# Cheese Board Problems



## baking addict (Jan 30, 2012)

Hi everyone:

I'm a newbie here and have been going nuts searching the Web trying to find which type of material is best for a chess board. My husband loves his cheeses and I got tired of him slicing and dicing them on the counter top. I purchased him a stainless steel one with a slicer but it pretty much sucks. Besides, I'm the lucky one who gets to clean the darn thing.

Anyway, I've been looking at marble "cheeseboards" which I have recently found out that they are pastry boards. Since he buys fairly big blocks of cheeses, he needs a decent size board (I was looking in the 12 x 18 range). I've read up on so many materials that it's making my head spin.

I just bought him a MAC cheese knife for X-mas and I want to get him a nice cheese board to go with it and something that can also be used to serve the cheese on for a party. I have a small bamboo cutting board for his everyday use, but I don't know if that is good thing healthwise for him, the knife, and the board.

Anyone have any suggestions out there for me? I'd like the keep the price under $100.

And I'm curious about something, what is the dome for with some of the cheese boards...except to keep insects away???

Thanks! I'd _really_ appreciate the help.


----------



## deputy (Jan 16, 2012)

So, are you having cheese board problems?


----------



## chrislehrer (Oct 9, 2008)

1. From your knives' perspective, butcher-block hardwood will always be best. The problem with this is that it will absorb from the cheese. If you leave cheese out on the board, wood of any kind probably isn't ideal, in which case you need a knife that won't be much damaged by something like marble. So my first question would be what sorts of knives does he cut cheese with? Do they have actual sharp edges, or just kinda-sorta blade-like edges, and do they get used for anything other than cheese?

2. The dome does keep out insects, but it also keeps in moisture. When cheese dries out it loses most of its qualities. So an impermeable dome is a good thing.

3. Bear in mind that if your cheese is left out at room temperature, it will grow mold more rapidly. Your husband might want to consider keeping only relatively small pieces of cheese "active" on the board, and the rest tightly sealed in the fridge for later cutting. Or else buy smaller pieces freshly cut at the store, since cheese experts claim that cheese begins to die as soon as it's cut.


----------



## chefedb (Apr 3, 2010)

Go to home depot buy yourself a good piece of  sealed tile or a piece of window sill marble. heck of a lot cheaper then marble cheese boards. tile is chep enough so that when it gets old, dump it . both can go in dishwasher also.


----------



## baking addict (Jan 30, 2012)

Okay...now you have me wondering if my other cutting boards are right for the jobs with my knives.

He has a MAC MK-40 Cheese knife.  We live overseas, so we like to grab the local sausages and cheeses and make snack time.
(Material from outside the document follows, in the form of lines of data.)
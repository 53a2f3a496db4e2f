//! Copyforge
//!
//! AI ad copy generation backend with per-plan usage quotas.
//!
//! ## Standalone
//!
//! Run the binary:
//! ```bash
//! copyforge-server
//! ```
//!
//! ## Embedded (Axum)
//!
//! When the `server` feature is enabled, this crate can be embedded into a larger Axum app:
//! ```rust,ignore
//! use axum::Router;
//! use copyforge::infrastructure::AppConfig;
//! use copyforge::server::{build_state_with_pool, router};
//! use sqlx::PgPool;
//!
//! let cfg = AppConfig::from_env()?;
//! let pool = PgPool::connect(&cfg.database_url).await?;
//! let state = build_state_with_pool(cfg, pool, true).await?;
//! let app = Router::new().nest("/copy", router(state));
//! ```

pub mod application;
pub mod domain;
pub mod infrastructure;

// Standalone + embedded HTTP server support (Axum).
// Enabled behind the `server` feature so the core library can be used without Axum.
#[cfg(feature = "server")]
pub mod server;

pub use application::*;
pub use domain::*;
pub use infrastructure::*;

#[cfg(feature = "server")]
pub use server::*;
pub mod config;
pub mod identity;
pub mod openai;
pub mod repository;

pub use config::*;
pub use identity::*;
pub use openai::*;
pub use repository::*;
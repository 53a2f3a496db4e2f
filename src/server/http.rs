use super::http_auth::extract_bearer_token;
use super::http_errors::{map_auth_error, map_generation_error};
use super::http_types::{
    AdCopyResponse, CopySummaryResponse, GenerateAdRequest, HealthResponse, PaginationParams,
    TargetingResponse, UsageResponse,
};
use super::state::AppState;
use crate::application::GenerationError;
use crate::domain::RawCopyBrief;
use crate::infrastructure::{AuthError, SessionVerifier, VerifiedSession};
use axum::{
    extract::{Query, State},
    http::{header::HeaderMap, StatusCode},
    response::IntoResponse,
    routing::{get, post},
    Json, Router,
};
use tower_http::{cors::CorsLayer, trace::TraceLayer};
use tracing::error;
use utoipa::OpenApi;
use utoipa_swagger_ui::SwaggerUi;

pub fn router(state: AppState) -> Router {
    Router::new()
        .route("/health", get(health_check))
        .route("/generate", post(generate_copy))
        .route("/usage", get(get_usage))
        .route("/copies", get(list_copies))
        .merge(SwaggerUi::new("/docs").url("/api-docs/openapi.json", ApiDoc::openapi()))
        .layer(TraceLayer::new_for_http())
        .layer(CorsLayer::permissive())
        .with_state(state)
}

#[derive(OpenApi)]
#[openapi(
    paths(health_check, generate_copy, get_usage, list_copies),
    components(
        schemas(
            GenerateAdRequest,
            AdCopyResponse,
            TargetingResponse,
            UsageResponse,
            CopySummaryResponse,
            HealthResponse,
        )
    ),
    tags(
        (name = "Health", description = "Health check endpoints"),
        (name = "Generation", description = "Ad copy generation endpoints"),
        (name = "Usage", description = "Quota and history endpoints"),
    ),
    info(
        title = "Copyforge API",
        version = "0.1.0",
        description = "AI ad copy generation with per-plan usage quotas",
        license(name = "MIT")
    )
)]
struct ApiDoc;

/// Resolve the caller's identity from the Authorization header. A missing
/// token short-circuits locally; everything else is the provider's verdict.
async fn authenticate(
    state: &AppState,
    headers: &HeaderMap,
) -> Result<VerifiedSession, (StatusCode, Json<serde_json::Value>)> {
    let token = extract_bearer_token(headers).ok_or_else(|| {
        let (status, body) = map_auth_error(&AuthError::MissingToken);
        (status, Json(body))
    })?;

    state.verifier.verify(token).await.map_err(|e| {
        let (status, body) = map_auth_error(&e);
        (status, Json(body))
    })
}

/// Health check endpoint
///
/// Verifies database connectivity and returns service health status.
#[utoipa::path(
    get,
    path = "/health",
    tag = "Health",
    responses(
        (status = 200, description = "Service is healthy", body = HealthResponse),
        (status = 503, description = "Service is unhealthy", body = HealthResponse)
    )
)]
async fn health_check(State(state): State<AppState>) -> impl IntoResponse {
    match sqlx::query("SELECT 1").fetch_one(&state.pool).await {
        Ok(_) => (
            StatusCode::OK,
            Json(HealthResponse {
                status: "healthy".to_string(),
                error: None,
            }),
        ),
        Err(e) => {
            error!(error = %e, "Health check failed: DB connectivity issue");
            (
                StatusCode::SERVICE_UNAVAILABLE,
                Json(HealthResponse {
                    status: "unhealthy".to_string(),
                    error: Some("Database connectivity failed".to_string()),
                }),
            )
        }
    }
}

/// Generate ad copy
///
/// Validates the brief, checks the caller's monthly quota, invokes the
/// generation model and stores the result. Identity comes exclusively from
/// the verified bearer session.
#[utoipa::path(
    post,
    path = "/generate",
    tag = "Generation",
    request_body = GenerateAdRequest,
    responses(
        (status = 200, description = "Copy generated and stored", body = AdCopyResponse),
        (status = 400, description = "Missing required fields", body = Object),
        (status = 401, description = "Unauthorized", body = Object),
        (status = 403, description = "Monthly ad limit reached", body = Object),
        (status = 429, description = "Generation service throttled", body = Object),
        (status = 502, description = "Generation service failed", body = Object),
        (status = 504, description = "Generation service timed out", body = Object)
    )
)]
async fn generate_copy(
    State(state): State<AppState>,
    headers: HeaderMap,
    Json(req): Json<GenerateAdRequest>,
) -> impl IntoResponse {
    let session = match authenticate(&state, &headers).await {
        Ok(s) => s,
        Err(resp) => return resp,
    };

    let raw = RawCopyBrief::from(req);
    match state
        .studio
        .generate(&session.subject, &session.email, &raw)
        .await
    {
        Ok(receipt) => (
            StatusCode::OK,
            Json(serde_json::json!(AdCopyResponse::from(receipt))),
        ),
        Err(e) => {
            match &e {
                GenerationError::Invalid(_) | GenerationError::QuotaExceeded { .. } => {}
                other => error!(error = %other, subject = %session.subject, "Generation failed"),
            }
            let (status, body) = map_generation_error(e);
            (status, Json(body))
        }
    }
}

/// Current usage
///
/// Plan, counter and remaining quota for the verified account. Applies the
/// monthly rollover on read, mirroring the generation path.
#[utoipa::path(
    get,
    path = "/usage",
    tag = "Usage",
    responses(
        (status = 200, description = "Usage summary", body = UsageResponse),
        (status = 401, description = "Unauthorized", body = Object)
    )
)]
async fn get_usage(State(state): State<AppState>, headers: HeaderMap) -> impl IntoResponse {
    let session = match authenticate(&state, &headers).await {
        Ok(s) => s,
        Err(resp) => return resp,
    };

    match state.studio.usage(&session.subject, &session.email).await {
        Ok(summary) => (
            StatusCode::OK,
            Json(serde_json::json!(UsageResponse::from(summary))),
        ),
        Err(e) => {
            error!(error = %e, subject = %session.subject, "Failed to load usage");
            let (status, body) = map_generation_error(e);
            (status, Json(body))
        }
    }
}

const MAX_PAGINATION_LIMIT: i64 = 100;

/// Generation history
///
/// Most recent copies first.
#[utoipa::path(
    get,
    path = "/copies",
    tag = "Usage",
    params(PaginationParams),
    responses(
        (status = 200, description = "Stored copies for the account", body = [CopySummaryResponse]),
        (status = 401, description = "Unauthorized", body = Object)
    )
)]
async fn list_copies(
    State(state): State<AppState>,
    headers: HeaderMap,
    Query(params): Query<PaginationParams>,
) -> impl IntoResponse {
    let session = match authenticate(&state, &headers).await {
        Ok(s) => s,
        Err(resp) => return resp,
    };

    let limit = params.limit.clamp(1, MAX_PAGINATION_LIMIT);
    let offset = params.offset.max(0);

    match state
        .studio
        .history(&session.subject, &session.email, limit, offset)
        .await
    {
        Ok(copies) => {
            let items: Vec<CopySummaryResponse> = copies.into_iter().map(Into::into).collect();
            (StatusCode::OK, Json(serde_json::json!(items)))
        }
        Err(e) => {
            error!(error = %e, subject = %session.subject, "Failed to list copies");
            let (status, body) = map_generation_error(e);
            (status, Json(body))
        }
    }
}
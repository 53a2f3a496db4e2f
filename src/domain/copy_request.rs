use serde::{Deserialize, Serialize};
use std::str::FromStr;
use strum::{Display, EnumString};
use thiserror::Error;
use validator::Validate;

/// Advertising surface the copy is written for. Drives the character
/// budgets handed to the model.
#[derive(Debug, Clone, Copy, Serialize, Deserialize, PartialEq, Eq, Display, EnumString)]
#[strum(serialize_all = "snake_case")]
#[serde(rename_all = "snake_case")]
pub enum Platform {
    Facebook,
    Google,
    Instagram,
    Linkedin,
    Tiktok,
    Generic,
}

impl Default for Platform {
    fn default() -> Self {
        Platform::Generic
    }
}

/// A generation request exactly as the client sent it, before any
/// normalization. Field order mirrors the wire schema.
#[derive(Debug, Clone, Default, Deserialize, Validate)]
pub struct RawCopyBrief {
    #[validate(length(max = 200))]
    pub product: Option<String>,
    #[validate(length(max = 300))]
    pub audience: Option<String>,
    #[validate(length(max = 500))]
    pub usp: Option<String>,
    pub tone: Option<String>,
    pub platform: Option<String>,
    pub location: Option<String>,
    pub demographic: Option<String>,
    pub keywords: Option<String>,
}

/// A validated, trimmed brief. Every downstream component works on this
/// shape; nothing past validation re-checks the inputs.
#[derive(Debug, Clone, PartialEq, Serialize)]
pub struct CopyBrief {
    pub product: String,
    pub audience: String,
    pub usp: String,
    pub tone: String,
    pub platform: Platform,
    pub location: Option<String>,
    pub demographic: Option<String>,
    pub keywords: Option<String>,
}

/// Per-field problem report for the 400 response. Fields that passed
/// serialize as `null`, matching the canonical error schema.
#[derive(Debug, Clone, Default, PartialEq, Serialize)]
pub struct FieldErrors {
    pub product: Option<String>,
    pub audience: Option<String>,
    pub usp: Option<String>,
    pub platform: Option<String>,
}

impl FieldErrors {
    fn is_empty(&self) -> bool {
        self.product.is_none()
            && self.audience.is_none()
            && self.usp.is_none()
            && self.platform.is_none()
    }
}

#[derive(Error, Debug, Clone, PartialEq)]
#[error("Missing required fields")]
pub struct InvalidBrief {
    pub details: FieldErrors,
}

fn trimmed(value: &Option<String>) -> Option<String> {
    value
        .as_deref()
        .map(str::trim)
        .filter(|s| !s.is_empty())
        .map(str::to_string)
}

impl RawCopyBrief {
    /// Normalize and check the brief. Pure: no I/O, no state, same result
    /// for the same input every time. Must run before the quota gate so a
    /// malformed request never consumes quota.
    pub fn validate_brief(&self, default_tone: &str) -> Result<CopyBrief, InvalidBrief> {
        let mut details = FieldErrors::default();

        let product = trimmed(&self.product);
        if product.is_none() {
            details.product = Some("Product is required".to_string());
        }
        let audience = trimmed(&self.audience);
        if audience.is_none() {
            details.audience = Some("Target audience is required".to_string());
        }
        let usp = trimmed(&self.usp);
        if usp.is_none() {
            details.usp = Some("Unique selling points are required".to_string());
        }

        let platform = match trimmed(&self.platform) {
            Some(raw) => match Platform::from_str(&raw.to_lowercase()) {
                Ok(p) => p,
                Err(_) => {
                    details.platform = Some(format!("Unknown platform: {}", raw));
                    Platform::Generic
                }
            },
            None => Platform::Generic,
        };

        if let Err(errors) = self.validate() {
            let too_long = errors.field_errors();
            if too_long.contains_key("product") {
                details.product.get_or_insert("Product is too long".to_string());
            }
            if too_long.contains_key("audience") {
                details
                    .audience
                    .get_or_insert("Target audience is too long".to_string());
            }
            if too_long.contains_key("usp") {
                details
                    .usp
                    .get_or_insert("Unique selling points are too long".to_string());
            }
        }

        if !details.is_empty() {
            return Err(InvalidBrief { details });
        }

        Ok(CopyBrief {
            product: product.unwrap_or_default(),
            audience: audience.unwrap_or_default(),
            usp: usp.unwrap_or_default(),
            tone: trimmed(&self.tone).unwrap_or_else(|| default_tone.to_string()),
            platform,
            location: trimmed(&self.location),
            demographic: trimmed(&self.demographic),
            keywords: trimmed(&self.keywords),
        })
    }
}

#[cfg(test)]
mod tests {
    use super::*;

    fn full_brief() -> RawCopyBrief {
        RawCopyBrief {
            product: Some("Acme Widget".to_string()),
            audience: Some("homeowners".to_string()),
            usp: Some("30% cheaper".to_string()),
            tone: Some("friendly".to_string()),
            platform: Some("facebook".to_string()),
            location: Some("  Austin, TX ".to_string()),
            demographic: None,
            keywords: Some("".to_string()),
        }
    }

    #[test]
    fn valid_brief_is_trimmed_and_normalized() {
        let brief = full_brief().validate_brief("professional").unwrap();
        assert_eq!(brief.product, "Acme Widget");
        assert_eq!(brief.platform, Platform::Facebook);
        assert_eq!(brief.location.as_deref(), Some("Austin, TX"));
        assert_eq!(brief.keywords, None);
    }

    #[test]
    fn missing_required_fields_reported_per_field() {
        let raw = RawCopyBrief {
            product: Some("   ".to_string()),
            usp: Some("fast".to_string()),
            ..Default::default()
        };
        let err = raw.validate_brief("professional").unwrap_err();
        assert_eq!(err.details.product.as_deref(), Some("Product is required"));
        assert_eq!(
            err.details.audience.as_deref(),
            Some("Target audience is required")
        );
        assert!(err.details.usp.is_none());
    }

    #[test]
    fn tone_defaults_when_absent() {
        let mut raw = full_brief();
        raw.tone = None;
        let brief = raw.validate_brief("professional").unwrap();
        assert_eq!(brief.tone, "professional");
    }

    #[test]
    fn missing_platform_falls_back_to_generic() {
        let mut raw = full_brief();
        raw.platform = None;
        let brief = raw.validate_brief("professional").unwrap();
        assert_eq!(brief.platform, Platform::Generic);
    }

    #[test]
    fn unknown_platform_is_a_validation_failure() {
        let mut raw = full_brief();
        raw.platform = Some("myspace".to_string());
        let err = raw.validate_brief("professional").unwrap_err();
        assert_eq!(
            err.details.platform.as_deref(),
            Some("Unknown platform: myspace")
        );
    }

    #[test]
    fn validation_is_idempotent() {
        let raw = RawCopyBrief::default();
        let first = raw.validate_brief("professional").unwrap_err();
        let second = raw.validate_brief("professional").unwrap_err();
        assert_eq!(first, second);
    }

    #[test]
    fn overlong_product_is_rejected() {
        let mut raw = full_brief();
        raw.product = Some("x".repeat(201));
        let err = raw.validate_brief("professional").unwrap_err();
        assert!(err.details.product.is_some());
    }
}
I was thinking of a small board for quick cuts and a larger one for cutting/serving. But I don't know what material to get bamboo, maple, marble?  I really don't have a clue.

I am slowly replacing our crappy knife set with MAC knives. I use two bamboo cutting boards with the MAC knives: one for meats and one for veggies.  Is this combo safe or am I damaging the MAC knives?  I need one more cutting board for breads--what is recommended for this?

Ah geez...this can drive a person crazy!

Thanks for any help anyone can give me!!!


----------



## boar_d_laze (Feb 13, 2008)

It's a bit complicated since knives and boards don't stand in isolation, nor even in a monogamous relationship.  Sharpening and maintenance play huge parts -- especially with knives which can take an edge as well as a MAC.

As a general rule wood is better than anything else, and "end grain" wood is better than "long" or "side" grain. 

Bamboo isn't wood, it's grass.  There are a few issues with bamboo, the largest being the amount of glue it takes to glue enough bamboo stems to make a board -- the glue sets hard.  Anyway, in the greater scheme of things bamboo is in the tier just below real wood -- along with "composite," but well above nylon or any sort of plastic. 

General purpose boards take a lot of chopping, so they need to be gentler on knife edges and better at "healing" scratches than boards used for other purposes.  Unless you use very sharp knives for cutting your cheese, board material doesn't make that much difference.  If I had a board I really liked that was wrong for my knives, I'd get a cheap knife and reserve it for the board, cutting pies, and other sorts of things which are tough on edges.  At our house we have a Forschner Rosewood Wide Fillet  I bought ages ago for those sorts of things and it's doing fine. Considering how little use a cheese knife gets and that it's never used for chopping, I don't think a hard board will be much of a problem for your MAC either. 

Hope this helps,

BDL


----------